The Association of National Advertisers (ANA) inaugural 2020 Masters of Data and Technology Conference kicks off today. It will be interesting to learn how brands see themselves transformed by all the digital (and offline) data surrounding prospects and customers at this Magic Data Kingdom in Orlando.

As I get ready to embark to the Association of National Advertisers (ANA) inaugural 2020 Masters of Data and Technology Conference (beginning today), I’m very curious to listen in and learn how brands see themselves transformed by all the digital (and offline) data surrounding prospects and customers.  With CMOs telling ANA that this topic area is a strategic priority, I don’t think I’ll be disappointed this week in Orlando’s Magic Data Kingdom.

Are “they” — the brands — finding answers to these questions?

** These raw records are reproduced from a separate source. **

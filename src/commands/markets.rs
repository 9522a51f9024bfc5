use std::io::{self, Write};

use anyhow::{Context, Result, bail};
use rusqlite::Connection;
use serde::Serialize;
use tracing::info;

use crate::canon::{Market, load_registry, store_markets};
use crate::cli::MarketsArgs;
use crate::commands::ingest::{configure_connection, ensure_schema};
use crate::util::read_json;

#[derive(Debug, Serialize)]
struct MarketsResponse<'a> {
    market_count: usize,
    markets: &'a [Market],
}

pub fn run(args: MarketsArgs) -> Result<()> {
    let db_path = args
        .db_path
        .clone()
        .unwrap_or_else(|| args.cache_root.join("agrisignals_index.sqlite"));

    let mut connection = Connection::open(&db_path)
        .with_context(|| format!("failed to open {}", db_path.display()))?;
    configure_connection(&connection)?;
    ensure_schema(&connection)?;

    if let Some(seed_path) = &args.seed_path {
        let markets: Vec<Market> = read_json(seed_path)?;
        if markets.is_empty() {
            bail!("markets file {} contains no markets", seed_path.display());
        }

        let seeded = store_markets(&mut connection, &markets)?;
        info!(path = %seed_path.display(), count = seeded, "seeded markets");
    }

    let registry = load_registry(&connection)?;

    if args.json {
        let response = MarketsResponse {
            market_count: registry.markets().len(),
            markets: registry.markets(),
        };

        let mut output = io::BufWriter::new(io::stdout().lock());
        serde_json::to_writer_pretty(&mut output, &response)
            .context("failed to serialize markets json output")?;
        writeln!(output)?;
        output.flush()?;
        return Ok(());
    }

    let mut output = io::BufWriter::new(io::stdout().lock());
    writeln!(output, "Markets: {}", registry.markets().len())?;

    for market in registry.markets() {
        let aliases = if market.aliases.is_empty() {
            "(none)".to_string()
        } else {
            market.aliases.join(", ")
        };
        writeln!(output, "{} ({})\taliases: {}", market.name, market.state, aliases)?;
    }

    output.flush()?;
    Ok(())
}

  • Do they have command of data in all the channels of customer engagement?
  • Are they deriving new sources of customer intelligence that had previously gone untapped?
  • Can they accurately map customer journeys — and their motivations along the way?
  • Are they truly able to identify customers across platforms accurately with confidence?
  • How do data science and creativity come together to make more effective advertising — and meet business real-world objectives?
  • What disruptions are shaking the foundations of B2C and B2B engagement today?
  • Are investments in data and technology paying dividends to brands and businesses in increased customer value? Do customers, too, value the data exchange?
  • Is there a talent pool in adequate to deliver data-derived, positive business outcomes? What more resources or tools might they need?
  • What impacts do barriers on open data flows — walled gardens, browser defaults, privacy legislation, “techlash” — have on relevance, competition, diversity in content and other business, economic and social concerns? How can these be managed?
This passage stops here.